As local descriptor we consider the 1024-dimensional Bag of Visual Words (BoVW) of a 128-dimensional Scale Invariant Feature Transform (SIFT) calculated on the gray-scale image. The codebook of 1024 visual words is obtained by exploiting images from external sources.
Learned Descriptors. These descriptors are obtained as the intermediate representations of deep Convolutional Neural Networks originally trained for scene and object recognition. The networks are used to generate a visual descriptor by removing the final softmax nonlinearity and the last fully-connected layer. We select the most representative CNN architectures in the state of the art [49] by considering a different accuracy/speed trade-off. All the CNNs are trained on the ILSVRC-2012 dataset using the same protocol as in [29]. In particular we consider the following visual descriptors [41]:
-
BVLC AlexNet (BVLC AlexNet): this is the AlexNet trained on ILSVRC 2012 [29].
-
BVLC Reference CaffeNet (BVLC Ref): a AlexNet trained on ILSVRC 2012, with a minor variation [49] from the version as described in [29].
-
Fast CNN (Vgg F): it is similar to the one presented in [29] with a reduced number of convolutional layers and the dense connectivity between convolutional layers.

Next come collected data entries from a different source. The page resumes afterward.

use super::font::Font;
use super::scene::draw_background;
use super::{Canvas, Rgb, WHITE};
use crate::config::{SCREEN_H, SCREEN_W, TITLE};
use crate::menu::Button;
use crate::scores::HighScores;

const TITLE_GLOW: Rgb = Rgb(255, 0, 200);
const TITLE_CORE: Rgb = Rgb(255, 160, 240);
const BUTTON_FILL: Rgb = Rgb(24, 8, 48);
const BUTTON_EDGE: Rgb = Rgb(0, 200, 255);
const BUTTON_HOT: Rgb = Rgb(255, 0, 200);
const PANEL: Rgb = Rgb(16, 6, 32);
const TEXT: Rgb = Rgb(200, 230, 255);
const ACCENT: Rgb = Rgb(255, 220, 0);
const DANGER: Rgb = Rgb(255, 40, 80);

pub const INSTRUCTIONS: [&str; 9] = [
    "DODGE THE ONCOMING TRAFFIC.",
    "COLLECT GLOWING ORBS: +100.",
    "STAY ALIVE: 10 POINTS A SECOND.",
    "",
    "LEFT / A      STEER LEFT",
    "RIGHT / D     STEER RIGHT",
    "ESC           PAUSE / BACK",
    "SPACE         RESTART AFTER A CRASH",
    "Q             QUIT FROM MENUS",
];

pub fn draw_title(canvas: &mut Canvas, font: &Font, text: &str, y: f64) {
    let big = font.sized(font.scale() * 3);
    let w = canvas.text_width(&big, text);
    let h = canvas.text_height(&big);
    canvas.glow(SCREEN_W / 2.0, y + h / 2.0, w * 0.6, TITLE_GLOW, 90);
    canvas.text_centered(&big, text, SCREEN_W / 2.0 + 3.0, y + 3.0, TITLE_GLOW);
    canvas.text_centered(&big, text, SCREEN_W / 2.0, y, TITLE_CORE);
}

pub fn draw_buttons(canvas: &mut Canvas, font: &Font, buttons: &[Button], selected: usize) {
    let text_h = canvas.text_height(font);
    // Glow goes down first so neighbouring buttons paint over its spill.
    if let Some(hot) = buttons.get(selected) {
        let r = hot.rect;
        canvas.glow(r.x + r.w / 2.0, r.y + r.h / 2.0, r.w * 0.6, BUTTON_HOT, 60);
    }
    for (i, button) in buttons.iter().enumerate() {
        let r = button.rect;
        let hot = i == selected;
        let edge = if hot { BUTTON_HOT } else { BUTTON_EDGE };
        canvas.fill_rect(r.x, r.y, r.w, r.h, edge);
        canvas.fill_rect(r.x + 3.0, r.y + 3.0, r.w - 6.0, r.h - 6.0, BUTTON_FILL);
        let (cx, cy) = button.center();
        let label = if hot {
            format!("> {} <", button.label)
        } else {
            button.label.clone()
        };
        canvas.text_centered(font, &label, cx, cy - text_h / 2.0, if hot { WHITE } else { TEXT });
    }
}

fn draw_panel(canvas: &mut Canvas, x: f64, y: f64, w: f64, h: f64) {
    canvas.fill_rect(x - 3.0, y - 3.0, w + 6.0, h + 6.0, BUTTON_EDGE);
    canvas.fill_rect(x, y, w, h, PANEL);
}

pub fn draw_main_menu(
    canvas: &mut Canvas,
    font: &Font,
    t: f64,
    buttons: &[Button],
    selected: usize,
    difficulty: &str,
) {
    draw_background(canvas, t);
    draw_title(canvas, font, TITLE, 70.0);
    let sub_y = 70.0 + canvas.text_height(&font.sized(font.scale() * 3)) + 20.0;
    canvas.text_centered(font, &format!("DIFFICULTY: {difficulty}"), SCREEN_W / 2.0, sub_y, ACCENT);
    draw_buttons(canvas, font, buttons, selected);
    let footer_y = SCREEN_H - canvas.text_height(font) - 12.0;
    canvas.text_centered(font, "(C) NEON RACER. ALL LANES RESERVED.", SCREEN_W / 2.0, footer_y, TEXT.dim(140));
}

pub fn draw_settings(canvas: &mut Canvas, font: &Font, t: f64, buttons: &[Button], selected: usize) {
    draw_background(canvas, t);
    draw_title(canvas, font, "SETTINGS", 70.0);
    draw_buttons(canvas, font, buttons, selected);
}

pub fn draw_instructions(
    canvas: &mut Canvas,
    font: &Font,
    t: f64,
    buttons: &[Button],
    selected: usize,
) {
    draw_background(canvas, t);
    draw_title(canvas, font, "HOW TO PLAY", 30.0);
    let line = canvas.text_height(font) * 1.4;
    let top = 140.0;
    draw_panel(canvas, 120.0, top - 20.0, SCREEN_W - 240.0, line * INSTRUCTIONS.len() as f64 + 30.0);
    for (i, text) in INSTRUCTIONS.iter().enumerate() {
        canvas.text(font, text, 150.0, top + i as f64 * line, TEXT);
    }
    draw_buttons(canvas, font, buttons, selected);
}

pub fn draw_high_scores(
    canvas: &mut Canvas,
    font: &Font,
    t: f64,
    scores: &HighScores,
    buttons: &[Button],
    selected: usize,
) {
    draw_background(canvas, t);
    draw_title(canvas, font, "HIGH SCORES", 40.0);
    let line = canvas.text_height(font) * 1.3;
    let top = 140.0;
    draw_panel(canvas, 200.0, top - 16.0, SCREEN_W - 400.0, line * 10.0 + 24.0);
    if scores.entries().is_empty() {
        canvas.text_centered(font, "NO SCORES YET", SCREEN_W / 2.0, top + line * 4.0, TEXT);
    }
    for (i, entry) in scores.entries().iter().enumerate() {
        let y = top + i as f64 * line;
        let c = if i == 0 { ACCENT } else { TEXT };
        canvas.text(font, &format!("{:>2}.", i + 1), 230.0, y, c);
        canvas.text(font, &entry.name, 300.0, y, c);
        let score = entry.score.to_string();
        let w = canvas.text_width(font, &score);
        canvas.text(font, &score, SCREEN_W - 230.0 - w, y, c);
    }
    draw_buttons(canvas, font, buttons, selected);
}

/// Drawn over the dimmed, frozen world.
pub fn draw_pause_overlay(canvas: &mut Canvas, font: &Font, buttons: &[Button], selected: usize) {
    canvas.darken();
    let (Some(first), Some(last)) = (buttons.first(), buttons.last()) else {
        return;
    };
    let title_h = canvas.text_height(&font.sized(font.scale() * 2));
    let top = first.rect.y - title_h - 40.0;
    let bottom = last.rect.y + last.rect.h + 24.0;
    draw_panel(canvas, first.rect.x - 40.0, top, first.rect.w + 80.0, bottom - top);
    canvas.text_centered(&font.sized(font.scale() * 2), "PAUSED", SCREEN_W / 2.0, top + 16.0, ACCENT);
    draw_buttons(canvas, font, buttons, selected);
}

pub fn draw_game_over_overlay(
    canvas: &mut Canvas,
    font: &Font,
    score: u64,
    best: u64,
    rank: Option<usize>,
) {
    canvas.darken();
    let panel_w = 460.0;
    let panel_h = 260.0;
    let x = (SCREEN_W - panel_w) / 2.0;
    let y = (SCREEN_H - panel_h) / 2.0;
    draw_panel(canvas, x, y, panel_w, panel_h);

    let big = font.sized(font.scale() * 2);
    let line = canvas.text_height(font) * 1.8;
    canvas.text_centered(&big, "GAME OVER", SCREEN_W / 2.0, y + 24.0, DANGER);
    let mut pen = y + 40.0 + canvas.text_height(&big);
    canvas.text_centered(font, &format!("SCORE {score}"), SCREEN_W / 2.0, pen, WHITE);
    pen += line;
    canvas.text_centered(font, &format!("BEST {best}"), SCREEN_W / 2.0, pen, ACCENT);
    pen += line;
    if let Some(rank) = rank {
        canvas.text_centered(font, &format!("NEW ENTRY: #{rank}"), SCREEN_W / 2.0, pen, TITLE_CORE);
        pen += line;
    }
    canvas.text_centered(font, "SPACE TO RESTART", SCREEN_W / 2.0, pen, TEXT);
    pen += line;
    canvas.text_centered(font, "ESC FOR MENU", SCREEN_W / 2.0, pen, TEXT.dim(160));
}

#[cfg(test)]
mod tests {
    use super::*;
    use crate::menu::{MenuAction, column};
    use crate::render::PixelBuf;

    #[test]
    fn selected_button_is_highlighted() {
        let buttons = column(
            vec![
                ("A".to_string(), MenuAction::Start),
                ("B".to_string(), MenuAction::Exit),
            ],
            200.0,
        );
        let mut buf = PixelBuf::new(800, 600);
        draw_buttons(&mut Canvas::new(&mut buf), &Font::system(1), &buttons, 1);
        let hot = buttons[1].rect;
        let cold = buttons[0].rect;
        assert_eq!(buf.get(hot.x as usize + 1, hot.y as usize + 1), BUTTON_HOT);
        assert_eq!(buf.get(cold.x as usize + 1, cold.y as usize + 1), BUTTON_EDGE);
    }

    #[test]
    fn overlays_survive_tiny_terminals() {
        let mut buf = PixelBuf::new(4, 2);
        let mut canvas = Canvas::new(&mut buf);
        let font = Font::system(1);
        draw_game_over_overlay(&mut canvas, &font, 10, 20, Some(1));
        draw_pause_overlay(&mut canvas, &font, &[], 0);
        draw_high_scores(&mut canvas, &font, 1.0, &HighScores::default(), &[], 0);
    }
}
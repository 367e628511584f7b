use serde::{Deserialize, Serialize};
use tracing::{debug, warn};

use crate::config::SETTINGS_FILE;
use crate::difficulty::Profile;
use crate::storage::Storage;

#[derive(Debug, Clone, Copy, PartialEq, Eq, Serialize, Deserialize)]
#[serde(default)]
pub struct Settings {
    pub difficulty: Profile,
    pub sound: bool,
    /// Synthesize cues whose sound file is missing.
    pub synth_sounds: bool,
}

impl Default for Settings {
    fn default() -> Self {
        Self {
            difficulty: Profile::Medium,
            sound: true,
            synth_sounds: false,
        }
    }
}

impl Settings {
    pub fn load(storage: &Storage) -> Self {
        match storage.load_json::<Settings>(SETTINGS_FILE) {
            Ok(Some(settings)) => settings,
            Ok(None) => Self::default(),
            Err(err) => {
                warn!(error = %err, "settings unreadable, using defaults");
                Self::default()
            }
        }
    }

    pub fn save(&self, storage: &Storage) {
        match storage.save_json(SETTINGS_FILE, self) {
            Ok(()) => debug!(settings = ?self, "settings saved"),
            Err(err) => warn!(error = %err, "settings not saved"),
        }
    }
}

#[cfg(test)]
mod tests {
    use super::*;

    #[test]
    fn partial_document_fills_defaults() {
        let settings: Settings = serde_json::from_str(r#"{"difficulty": "hard"}"#).unwrap();
        assert_eq!(settings.difficulty, Profile::Hard);
        assert!(settings.sound);
        assert!(!settings.synth_sounds);
    }

    #[test]
    fn unknown_keys_are_ignored() {
        let settings: Settings =
            serde_json::from_str(r#"{"difficulty": "easy", "sound": false, "volume": 3}"#).unwrap();
        assert_eq!(settings.difficulty, Profile::Easy);
        assert!(!settings.sound);
    }

    #[test]
    fn round_trips_through_storage() {
        let dir = tempfile::tempdir().unwrap();
        let storage = Storage::new(dir.path());
        let settings = Settings {
            difficulty: Profile::Easy,
            sound: false,
            synth_sounds: true,
        };
        settings.save(&storage);
        assert_eq!(Settings::load(&storage), settings);
    }

    #[test]
    fn bad_difficulty_falls_back_to_defaults() {
        let dir = tempfile::tempdir().unwrap();
        let storage = Storage::new(dir.path());
        storage
            .save_text(SETTINGS_FILE, r#"{"difficulty": "nightmare"}"#)
            .unwrap();
        assert_eq!(Settings::load(&storage), Settings::default());
    }
}
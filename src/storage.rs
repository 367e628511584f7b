use std::fs;
use std::io;
use std::path::{Path, PathBuf};

use serde::Serialize;
use serde::de::DeserializeOwned;

use crate::error::StorageError;

/// Small text documents kept under one data directory.
#[derive(Debug, Clone)]
pub struct Storage {
    dir: PathBuf,
}

impl Storage {
    pub fn new(dir: impl Into<PathBuf>) -> Self {
        Self { dir: dir.into() }
    }

    pub fn dir(&self) -> &Path {
        &self.dir
    }

    pub fn path(&self, name: &str) -> PathBuf {
        self.dir.join(name)
    }

    /// `Ok(None)` when the document does not exist yet.
    pub fn load_text(&self, name: &str) -> Result<Option<String>, StorageError> {
        let path = self.path(name);
        match fs::read_to_string(&path) {
            Ok(text) => Ok(Some(text)),
            Err(err) if err.kind() == io::ErrorKind::NotFound => Ok(None),
            Err(source) => Err(StorageError::Io { path, source }),
        }
    }

    /// Writes through a sibling temp file so a torn write never replaces
    /// the previous document.
    pub fn save_text(&self, name: &str, text: &str) -> Result<(), StorageError> {
        let path = self.path(name);
        let tmp = self.path(&format!("{name}.tmp"));
        fs::write(&tmp, text).map_err(|source| StorageError::Io {
            path: tmp.clone(),
            source,
        })?;
        fs::rename(&tmp, &path).map_err(|source| StorageError::Io { path, source })
    }

    pub fn load_json<T: DeserializeOwned>(&self, name: &str) -> Result<Option<T>, StorageError> {
        let Some(text) = self.load_text(name)? else {
            return Ok(None);
        };
        serde_json::from_str(&text)
            .map(Some)
            .map_err(|source| StorageError::Malformed {
                path: self.path(name),
                source,
            })
    }

    pub fn save_json<T: Serialize>(&self, name: &str, value: &T) -> Result<(), StorageError> {
        let text = serde_json::to_string_pretty(value).map_err(|source| {
            StorageError::Malformed {
                path: self.path(name),
                source,
            }
        })?;
        self.save_text(name, &text)
    }
}

#[cfg(test)]
mod tests {
    use super::*;

    #[test]
    fn missing_document_is_none() {
        let dir = tempfile::tempdir().unwrap();
        let storage = Storage::new(dir.path());
        assert!(storage.load_text("nope.json").unwrap().is_none());
    }

    #[test]
    fn text_round_trips() {
        let dir = tempfile::tempdir().unwrap();
        let storage = Storage::new(dir.path());
        storage.save_text("doc.json", "{\"a\":1}").unwrap();
        assert_eq!(
            storage.load_text("doc.json").unwrap().as_deref(),
            Some("{\"a\":1}")
        );
        assert!(!storage.path("doc.json.tmp").exists());
    }

    #[test]
    fn malformed_json_is_reported() {
        let dir = tempfile::tempdir().unwrap();
        let storage = Storage::new(dir.path());
        storage.save_text("doc.json", "{not json").unwrap();
        let err = storage.load_json::<Vec<u32>>("doc.json").unwrap_err();
        assert!(matches!(err, StorageError::Malformed { .. }));
    }

    #[test]
    fn write_into_missing_dir_fails() {
        let dir = tempfile::tempdir().unwrap();
        let storage = Storage::new(dir.path().join("missing"));
        let err = storage.save_text("doc.json", "[]").unwrap_err();
        assert!(matches!(err, StorageError::Io { .. }));
    }
}
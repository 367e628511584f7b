//! NEON RACER: a lane-dodging arcade racer drawn with half-block pixels.
//!
//! [`world::World`] is the simulation; [`state::App`] drives it together with
//! the menus, persistence and sound.

pub mod audio;
pub mod clock;
pub mod config;
pub mod difficulty;
pub mod error;
pub mod input;
pub mod menu;
pub mod render;
pub mod scores;
pub mod settings;
pub mod state;
pub mod storage;
pub mod world;
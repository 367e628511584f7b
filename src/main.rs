use crossterm::{
    cursor,
    event::{
        DisableFocusChange, DisableMouseCapture, EnableFocusChange, EnableMouseCapture,
        KeyboardEnhancementFlags, PopKeyboardEnhancementFlags, PushKeyboardEnhancementFlags,
    },
    execute, terminal,
};
use color_eyre::eyre::{Result, WrapErr};
use std::fs::{self, File};
use std::io::{self, Stdout, stdout};
use std::sync::Mutex;
use std::time::Instant;
use tracing::{error, info, warn};
use tracing_subscriber::EnvFilter;

use neon_racer::audio::SoundManager;
use neon_racer::clock::FramePacer;
use neon_racer::config::{Config, TITLE};
use neon_racer::input::{Command, Input};
use neon_racer::render::PixelBuf;
use neon_racer::state::{App, Context};

// ── Logging ─────────────────────────────────────────────────────────────────

/// The terminal belongs to the renderer, so logs go to a file or nowhere.
fn init_logging(config: &Config) {
    let Ok(file) = File::create(config.log_path()) else {
        return;
    };
    let filter = EnvFilter::try_from_default_env().unwrap_or_else(|_| EnvFilter::new("info"));
    let _ = tracing_subscriber::fmt()
        .with_env_filter(filter)
        .with_writer(Mutex::new(file))
        .with_ansi(false)
        .try_init();
}

// ── Terminal ────────────────────────────────────────────────────────────────

/// Returns whether the terminal reports key releases.
fn setup(out: &mut Stdout) -> io::Result<bool> {
    terminal::enable_raw_mode()?;
    execute!(
        out,
        terminal::EnterAlternateScreen,
        cursor::Hide,
        terminal::DisableLineWrap,
        EnableMouseCapture,
        EnableFocusChange,
        terminal::SetTitle(TITLE),
    )?;
    let enhanced = terminal::supports_keyboard_enhancement().unwrap_or(false);
    if enhanced {
        execute!(
            out,
            PushKeyboardEnhancementFlags(
                KeyboardEnhancementFlags::DISAMBIGUATE_ESCAPE_CODES
                    | KeyboardEnhancementFlags::REPORT_EVENT_TYPES
            )
        )?;
    }
    Ok(enhanced)
}

fn restore(out: &mut Stdout, enhanced: bool) -> io::Result<()> {
    if enhanced {
        execute!(out, PopKeyboardEnhancementFlags)?;
    }
    execute!(
        out,
        DisableFocusChange,
        DisableMouseCapture,
        terminal::LeaveAlternateScreen,
        cursor::Show,
        terminal::EnableLineWrap,
    )?;
    terminal::disable_raw_mode()
}

// ── Main ────────────────────────────────────────────────────────────────────

fn run(app: &mut App, input: &mut Input, out: &mut Stdout, fps: u32) -> Result<()> {
    let (cols, rows) = terminal::size()?;
    let mut buf = PixelBuf::new(cols as usize, rows as usize * 2);
    let mut pacer = FramePacer::new(fps);
    let start = Instant::now();

    loop {
        let dt = pacer.tick();
        let now = start.elapsed().as_secs_f64();

        // Input
        for command in input.poll(now).wrap_err("input lost")? {
            if let Command::Resize { cols, rows } = command {
                buf.resize(cols as usize, rows as usize * 2);
            }
            app.handle(command);
        }
        if app.should_quit() {
            return Ok(());
        }

        // Update
        app.update(dt, input.steer(now));

        // Render
        app.draw(&mut buf);
        buf.render(out).wrap_err("display lost")?;

        pacer.wait();
    }
}

fn main() -> Result<()> {
    color_eyre::install()?;
    let config = Config::from_env();
    let dir_ready = fs::create_dir_all(&config.data_dir);
    init_logging(&config);
    if let Err(err) = dir_ready {
        warn!(error = %err, dir = %config.data_dir.display(), "data directory unavailable");
    }
    info!(?config, "neon racer starting");

    let audio = SoundManager::open(config.sounds_dir());
    let (fps, hold_window) = (config.fps, config.hold_window);
    let mut app = App::new(Context::new(config, audio));

    let mut out = stdout();
    let enhanced = match setup(&mut out) {
        Ok(enhanced) => enhanced,
        Err(err) => {
            app.shutdown();
            let _ = restore(&mut out, false);
            return Err(err).wrap_err("terminal setup failed");
        }
    };
    let (cols, rows) = terminal::size().unwrap_or((80, 24));
    let mut input = Input::new(cols, rows, enhanced).with_hold_window(hold_window);

    let result = run(&mut app, &mut input, &mut out, fps);
    app.shutdown();
    let restored = restore(&mut out, enhanced);
    if let Err(err) = &result {
        error!(error = %err, "stopped on error");
    }
    result?;
    restored?;
    info!("bye");
    Ok(())
}
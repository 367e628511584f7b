use std::fmt;
use std::io;
use std::path::PathBuf;

#[derive(Debug)]
pub enum StorageError {
    Io { path: PathBuf, source: io::Error },
    Malformed { path: PathBuf, source: serde_json::Error },
}

impl fmt::Display for StorageError {
    fn fmt(&self, f: &mut fmt::Formatter<'_>) -> fmt::Result {
        match self {
            Self::Io { path, source } => write!(f, "i/o error on {}: {source}", path.display()),
            Self::Malformed { path, source } => {
                write!(f, "malformed document {}: {source}", path.display())
            }
        }
    }
}

impl std::error::Error for StorageError {
    fn source(&self) -> Option<&(dyn std::error::Error + 'static)> {
        match self {
            Self::Io { source, .. } => Some(source),
            Self::Malformed { source, .. } => Some(source),
        }
    }
}

#[derive(Debug)]
pub enum AudioError {
    NoDevice(String),
    Open { path: PathBuf, source: io::Error },
    Decode { path: PathBuf, reason: String },
}

impl fmt::Display for AudioError {
    fn fmt(&self, f: &mut fmt::Formatter<'_>) -> fmt::Result {
        match self {
            Self::NoDevice(reason) => write!(f, "no audio output: {reason}"),
            Self::Open { path, source } => {
                write!(f, "cannot open sound {}: {source}", path.display())
            }
            Self::Decode { path, reason } => {
                write!(f, "cannot decode sound {}: {reason}", path.display())
            }
        }
    }
}

impl std::error::Error for AudioError {}
use std::fmt;

/// Risk tier derived from the total assessment score.
#[derive(Debug, Clone, Copy, PartialEq, Eq)]
pub enum RiskTier {
    Low,
    Moderate,
    High,
}

impl RiskTier {
    pub fn glyph(self) -> &'static str {
        match self {
            Self::Low => "\u{1F7E2}",
            Self::Moderate => "\u{1F7E0}",
            Self::High => "\u{1F534}",
        }
    }

    pub fn label(self) -> &'static str {
        match self {
            Self::Low => "Low Concern",
            Self::Moderate => "Moderate Concern",
            Self::High => "High Concern",
        }
    }
}

/// Glyph plus label, e.g. `🟠 Moderate Concern`.
impl fmt::Display for RiskTier {
    fn fmt(&self, f: &mut fmt::Formatter<'_>) -> fmt::Result {
        write!(f, "{} {}", self.glyph(), self.label())
    }
}
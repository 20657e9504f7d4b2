use std::fmt;

use crate::error::CoreError;

/// The person an assessment is about, and whether a caregiver is answering
/// on their behalf.
#[derive(Debug, Clone, PartialEq, Eq)]
pub struct Subject {
    pub name: String,
    pub caregiver: bool,
}

impl Subject {
    /// The name is kept exactly as entered; a blank name is rejected.
    pub fn new(name: impl Into<String>, caregiver: bool) -> Result<Self, CoreError> {
        let name = name.into();
        if name.trim().is_empty() {
            return Err(CoreError::EmptySubjectName);
        }
        Ok(Self { name, caregiver })
    }
}

/// Renders as it appears on the `User:` line of a log entry.
impl fmt::Display for Subject {
    fn fmt(&self, f: &mut fmt::Formatter<'_>) -> fmt::Result {
        if self.caregiver {
            write!(f, "{} (Caregiver)", self.name)
        } else {
            f.write_str(&self.name)
        }
    }
}
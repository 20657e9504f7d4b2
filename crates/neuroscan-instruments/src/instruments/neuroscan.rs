use std::sync::LazyLock;

use crate::Instrument;
use crate::scoring::{self, Classification, FREQUENCY_SCALE, Question, ResponseScale};

/// The question answered "Often" by people with frequent memory issues.
pub const RECENT_MEMORY_QUESTION: usize = 1;

/// NeuroScan: a ten-item screen for early cognitive and motor symptoms
/// associated with Alzheimer's disease, Parkinson's disease and mild cognitive
/// impairment. Each item is rated 0–2 (Never / Sometimes / Often). Total 0–20.
///
/// Educational screening only; not a diagnostic instrument.
pub struct NeuroScan;

impl Instrument for NeuroScan {
    fn name(&self) -> &str {
        "NeuroScan"
    }

    fn questions(&self) -> &[Question] {
        static QUESTIONS: LazyLock<Vec<Question>> = LazyLock::new(|| {
            let prompts = [
                // Cognitive
                "Do you often forget recent conversations, appointments, or events?",
                "Do you have trouble finding the right words during conversation?",
                "Do you get lost or confused in familiar places?",
                "Do you have trouble concentrating or following conversations with multiple people?",
                "Do you frequently misplace things and have trouble retracing your steps?",
                // Motor
                "Have you noticed stiffness or rigidity in your arms, legs, or neck?",
                "Do you walk more slowly or with a shuffling gait?",
                "Do you feel off-balance or experience frequent stumbling or unsteadiness?",
                "Have you noticed changes in your handwriting, such as smaller or shakier letters?",
                "Do you experience tremors or involuntary shaking when resting?",
            ];

            prompts
                .iter()
                .enumerate()
                .map(|(index, prompt)| Question {
                    number: index + 1,
                    prompt: prompt.to_string(),
                })
                .collect()
        });
        &QUESTIONS
    }

    fn scale(&self) -> &ResponseScale {
        &FREQUENCY_SCALE
    }

    fn classify(&self, total_score: u32) -> Classification {
        scoring::classify(total_score)
    }

    fn memory_flag_question(&self) -> Option<usize> {
        Some(RECENT_MEMORY_QUESTION)
    }
}
pub mod neuroscan;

The last fully-connected layer is 4096-dimensional [9].
-
Medium CNN (Vgg M): it is similar to the one presented in [51] with a reduced number of filters in the convolutional layer four. The last fully-connected layer is 4096-dimensional [9].
-
Medium CNN (Vgg M-2048-1024-128): three modifications of the Vgg M network, with lower dimensional last fully-connected layer. In particular we use a feature vector of 2048, 1024 and 128 size [9].
-
Slow CNN (Vgg S): it is similar to the one presented in [44] with a reduced number of convolutional layers, less filters in the layer five and the Local Response Normalization. The last fully-connected layer is 4096-dimensional [9].
-
Vgg Very Deep 19 and 16 layers (Vgg VeryDeep 16 and 19): the configuration of these networks has been achieved by increasing the depth to 16 and 19 layers, that results in a substantially deeper network than the ones previously [45].
-
GoogleNet [47] is a 22 layers deep network architecture that has been designed to improve the utilization of the computing resources inside the network.
-
ResNet 50 is Residual Network. Residual learning framework are designed to ease the training of networks that are substantially deeper than those used previously. This network has 50 layers [27].
-
ResNet 101 is Residual Network made of 101 layers [27].
-
ResNet 152 is Residual Network made of 101 layers [27].
3 Texture Databases
For the evaluation of visual descriptors we consider five texture databases. Each database allows to study the robustness of visual descriptors with respect to a given imaging condition. For instance, Outex 13 [37] and RawFooT [24] contain images with no variations in the imaging conditions between training and test images. KTH-TIPS2 [8] database contains images at different scales. Variations of the camera directions are included in the ALOT [7] database. Variations of the light temperature are included in the RawFooT and ALOT databases. Variations of the light direction are included in the RawFooT, KTH-TIPS2 and ALOT databases. Outex 14 [37] includes images taken under lights with different temperature and positioned differently. Table 1 summarizes all the imaging condition variations included in texture database.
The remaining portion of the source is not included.